▶ **Data under study**
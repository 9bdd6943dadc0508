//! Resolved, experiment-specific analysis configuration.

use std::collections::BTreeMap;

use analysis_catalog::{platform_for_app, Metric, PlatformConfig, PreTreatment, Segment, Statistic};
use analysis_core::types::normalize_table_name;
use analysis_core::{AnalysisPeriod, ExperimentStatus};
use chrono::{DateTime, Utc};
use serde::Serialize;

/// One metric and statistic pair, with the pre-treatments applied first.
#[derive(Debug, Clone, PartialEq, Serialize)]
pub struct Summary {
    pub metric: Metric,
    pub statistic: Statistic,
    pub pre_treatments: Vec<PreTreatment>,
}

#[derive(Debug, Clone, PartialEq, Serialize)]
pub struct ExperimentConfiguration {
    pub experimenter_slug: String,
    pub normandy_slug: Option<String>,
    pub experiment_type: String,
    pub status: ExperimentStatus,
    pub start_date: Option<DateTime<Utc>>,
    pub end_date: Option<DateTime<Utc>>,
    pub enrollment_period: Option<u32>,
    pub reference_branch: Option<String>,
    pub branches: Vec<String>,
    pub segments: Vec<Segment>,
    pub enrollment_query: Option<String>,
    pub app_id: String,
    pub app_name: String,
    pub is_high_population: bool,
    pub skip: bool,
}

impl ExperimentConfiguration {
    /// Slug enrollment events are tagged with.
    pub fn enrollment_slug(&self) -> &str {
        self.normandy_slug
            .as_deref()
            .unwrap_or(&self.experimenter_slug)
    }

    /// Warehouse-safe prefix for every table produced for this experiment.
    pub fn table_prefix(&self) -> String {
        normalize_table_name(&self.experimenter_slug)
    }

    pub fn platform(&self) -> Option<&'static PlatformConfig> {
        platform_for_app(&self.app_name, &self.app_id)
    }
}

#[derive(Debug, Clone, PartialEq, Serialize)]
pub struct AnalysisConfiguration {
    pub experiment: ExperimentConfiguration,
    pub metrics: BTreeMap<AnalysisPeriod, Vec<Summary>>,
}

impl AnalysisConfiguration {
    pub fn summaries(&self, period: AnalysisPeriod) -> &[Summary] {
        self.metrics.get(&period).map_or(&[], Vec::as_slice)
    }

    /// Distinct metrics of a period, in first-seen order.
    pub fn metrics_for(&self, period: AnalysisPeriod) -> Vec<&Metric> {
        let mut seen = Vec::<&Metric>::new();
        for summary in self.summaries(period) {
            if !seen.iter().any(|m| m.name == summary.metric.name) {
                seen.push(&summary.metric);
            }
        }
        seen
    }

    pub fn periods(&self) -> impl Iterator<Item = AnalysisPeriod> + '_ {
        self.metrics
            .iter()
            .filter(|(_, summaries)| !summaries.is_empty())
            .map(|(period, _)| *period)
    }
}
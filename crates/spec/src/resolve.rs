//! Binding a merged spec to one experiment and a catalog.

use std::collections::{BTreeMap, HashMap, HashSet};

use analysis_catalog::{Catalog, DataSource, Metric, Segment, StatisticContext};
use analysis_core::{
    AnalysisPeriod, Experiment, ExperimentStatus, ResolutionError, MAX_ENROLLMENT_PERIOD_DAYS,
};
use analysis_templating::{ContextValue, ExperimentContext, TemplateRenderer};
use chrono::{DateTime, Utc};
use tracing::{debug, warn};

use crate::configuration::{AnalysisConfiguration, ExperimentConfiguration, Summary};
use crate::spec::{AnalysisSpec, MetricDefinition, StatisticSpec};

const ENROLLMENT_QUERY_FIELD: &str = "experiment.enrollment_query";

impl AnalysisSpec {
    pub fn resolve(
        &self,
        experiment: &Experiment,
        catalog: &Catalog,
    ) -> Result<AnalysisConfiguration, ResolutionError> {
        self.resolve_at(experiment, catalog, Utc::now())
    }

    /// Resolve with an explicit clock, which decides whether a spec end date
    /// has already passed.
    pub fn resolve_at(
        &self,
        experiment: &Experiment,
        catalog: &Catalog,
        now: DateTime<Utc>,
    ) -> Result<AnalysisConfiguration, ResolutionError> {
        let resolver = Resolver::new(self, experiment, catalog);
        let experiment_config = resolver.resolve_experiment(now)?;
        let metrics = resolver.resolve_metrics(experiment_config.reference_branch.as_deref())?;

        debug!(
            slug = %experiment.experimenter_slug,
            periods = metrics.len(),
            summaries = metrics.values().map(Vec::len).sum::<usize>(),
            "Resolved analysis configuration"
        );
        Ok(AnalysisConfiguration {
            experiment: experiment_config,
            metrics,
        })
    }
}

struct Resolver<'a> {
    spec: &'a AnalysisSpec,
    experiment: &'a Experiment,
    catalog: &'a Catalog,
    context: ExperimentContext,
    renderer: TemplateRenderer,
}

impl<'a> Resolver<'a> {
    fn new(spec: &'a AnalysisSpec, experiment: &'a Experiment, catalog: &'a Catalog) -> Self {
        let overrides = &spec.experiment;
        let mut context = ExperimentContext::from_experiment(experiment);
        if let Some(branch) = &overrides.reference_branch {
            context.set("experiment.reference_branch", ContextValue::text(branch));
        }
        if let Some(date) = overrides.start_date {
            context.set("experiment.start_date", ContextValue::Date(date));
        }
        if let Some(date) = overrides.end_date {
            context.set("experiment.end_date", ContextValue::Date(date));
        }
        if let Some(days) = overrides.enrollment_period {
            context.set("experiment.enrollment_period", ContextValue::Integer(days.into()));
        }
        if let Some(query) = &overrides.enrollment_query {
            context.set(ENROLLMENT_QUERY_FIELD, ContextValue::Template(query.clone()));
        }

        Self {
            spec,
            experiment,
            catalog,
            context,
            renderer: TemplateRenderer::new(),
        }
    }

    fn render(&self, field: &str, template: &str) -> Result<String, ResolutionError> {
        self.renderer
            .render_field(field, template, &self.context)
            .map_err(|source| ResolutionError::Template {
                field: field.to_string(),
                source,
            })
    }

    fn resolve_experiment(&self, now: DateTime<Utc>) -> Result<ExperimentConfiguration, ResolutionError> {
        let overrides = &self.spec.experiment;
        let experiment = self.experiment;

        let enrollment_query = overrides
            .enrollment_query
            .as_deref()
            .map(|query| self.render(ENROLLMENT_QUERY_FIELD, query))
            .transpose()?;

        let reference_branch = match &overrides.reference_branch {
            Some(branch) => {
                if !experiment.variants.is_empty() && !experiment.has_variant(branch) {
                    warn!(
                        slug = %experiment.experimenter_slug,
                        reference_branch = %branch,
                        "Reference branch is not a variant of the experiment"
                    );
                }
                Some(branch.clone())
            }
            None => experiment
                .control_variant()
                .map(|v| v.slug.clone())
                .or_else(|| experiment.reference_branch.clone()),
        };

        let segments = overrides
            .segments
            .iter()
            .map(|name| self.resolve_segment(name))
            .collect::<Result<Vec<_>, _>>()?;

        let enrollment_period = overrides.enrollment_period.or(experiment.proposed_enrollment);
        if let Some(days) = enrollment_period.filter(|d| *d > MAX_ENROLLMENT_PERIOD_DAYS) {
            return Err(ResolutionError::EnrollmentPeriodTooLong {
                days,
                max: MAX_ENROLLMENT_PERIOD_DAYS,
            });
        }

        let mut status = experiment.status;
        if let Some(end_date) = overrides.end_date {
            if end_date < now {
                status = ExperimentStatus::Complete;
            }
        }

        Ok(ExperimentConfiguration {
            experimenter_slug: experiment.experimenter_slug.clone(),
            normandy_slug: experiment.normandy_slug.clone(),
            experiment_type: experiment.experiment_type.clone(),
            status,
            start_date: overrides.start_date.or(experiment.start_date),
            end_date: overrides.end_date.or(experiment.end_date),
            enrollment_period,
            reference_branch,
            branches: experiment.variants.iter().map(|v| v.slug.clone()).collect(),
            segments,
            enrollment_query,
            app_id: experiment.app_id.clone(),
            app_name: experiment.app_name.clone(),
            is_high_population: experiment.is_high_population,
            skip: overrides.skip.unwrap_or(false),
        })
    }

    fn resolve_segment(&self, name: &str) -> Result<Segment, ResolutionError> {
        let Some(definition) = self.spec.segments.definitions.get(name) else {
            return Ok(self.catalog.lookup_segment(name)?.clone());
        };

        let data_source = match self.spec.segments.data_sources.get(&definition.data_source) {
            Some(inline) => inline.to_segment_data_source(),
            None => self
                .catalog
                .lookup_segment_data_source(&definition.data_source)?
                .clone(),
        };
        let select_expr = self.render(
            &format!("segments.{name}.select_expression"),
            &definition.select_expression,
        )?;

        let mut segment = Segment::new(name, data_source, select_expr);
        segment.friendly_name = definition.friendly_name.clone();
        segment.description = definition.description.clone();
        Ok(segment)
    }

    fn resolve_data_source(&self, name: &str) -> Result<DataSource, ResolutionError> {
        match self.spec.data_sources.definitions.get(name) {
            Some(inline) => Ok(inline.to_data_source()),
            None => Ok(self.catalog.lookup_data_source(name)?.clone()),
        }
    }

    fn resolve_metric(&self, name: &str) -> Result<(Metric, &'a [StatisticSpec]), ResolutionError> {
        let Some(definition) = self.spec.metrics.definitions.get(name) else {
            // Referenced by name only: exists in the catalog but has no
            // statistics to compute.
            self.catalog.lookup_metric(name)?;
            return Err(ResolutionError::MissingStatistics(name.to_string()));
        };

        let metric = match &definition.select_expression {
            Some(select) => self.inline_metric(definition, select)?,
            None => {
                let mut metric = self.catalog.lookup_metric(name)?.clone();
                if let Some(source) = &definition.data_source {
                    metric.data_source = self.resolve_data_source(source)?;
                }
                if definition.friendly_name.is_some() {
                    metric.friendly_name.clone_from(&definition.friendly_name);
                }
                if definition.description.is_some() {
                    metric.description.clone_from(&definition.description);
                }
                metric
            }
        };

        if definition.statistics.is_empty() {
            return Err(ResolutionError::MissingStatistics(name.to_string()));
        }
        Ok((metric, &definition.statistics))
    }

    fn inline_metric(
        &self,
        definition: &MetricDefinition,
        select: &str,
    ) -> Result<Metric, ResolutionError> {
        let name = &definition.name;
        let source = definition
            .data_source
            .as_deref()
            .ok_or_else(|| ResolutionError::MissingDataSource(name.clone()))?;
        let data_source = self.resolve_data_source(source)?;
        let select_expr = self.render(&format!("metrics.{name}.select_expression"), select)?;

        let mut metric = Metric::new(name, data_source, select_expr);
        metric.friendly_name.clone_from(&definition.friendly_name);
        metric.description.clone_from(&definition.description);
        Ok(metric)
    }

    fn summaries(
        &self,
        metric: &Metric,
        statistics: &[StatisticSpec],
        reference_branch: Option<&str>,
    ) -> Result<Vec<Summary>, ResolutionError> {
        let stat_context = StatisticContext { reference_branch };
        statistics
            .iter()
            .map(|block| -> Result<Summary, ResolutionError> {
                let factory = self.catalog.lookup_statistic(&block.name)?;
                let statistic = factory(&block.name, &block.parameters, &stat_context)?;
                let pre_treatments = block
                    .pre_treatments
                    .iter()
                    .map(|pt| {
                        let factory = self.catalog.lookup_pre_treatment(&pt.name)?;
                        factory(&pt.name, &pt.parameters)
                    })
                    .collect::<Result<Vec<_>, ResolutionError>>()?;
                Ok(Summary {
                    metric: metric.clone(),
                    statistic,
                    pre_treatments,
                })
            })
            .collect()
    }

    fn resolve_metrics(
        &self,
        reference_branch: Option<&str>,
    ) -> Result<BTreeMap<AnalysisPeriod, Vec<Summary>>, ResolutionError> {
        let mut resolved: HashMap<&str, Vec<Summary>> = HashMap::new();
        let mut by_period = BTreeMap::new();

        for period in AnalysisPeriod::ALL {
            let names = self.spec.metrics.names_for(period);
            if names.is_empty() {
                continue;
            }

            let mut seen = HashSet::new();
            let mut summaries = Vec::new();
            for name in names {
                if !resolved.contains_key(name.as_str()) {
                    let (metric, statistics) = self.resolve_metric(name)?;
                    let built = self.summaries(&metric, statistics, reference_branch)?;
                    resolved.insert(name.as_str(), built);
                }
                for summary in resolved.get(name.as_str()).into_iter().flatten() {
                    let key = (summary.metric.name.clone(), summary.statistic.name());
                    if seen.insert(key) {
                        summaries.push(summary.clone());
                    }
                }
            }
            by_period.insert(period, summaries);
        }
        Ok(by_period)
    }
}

▶ **Your assignment**
For the entries above, say how many lines contain the word "None", giving the number alone.

▶ **Answer to this problem**
4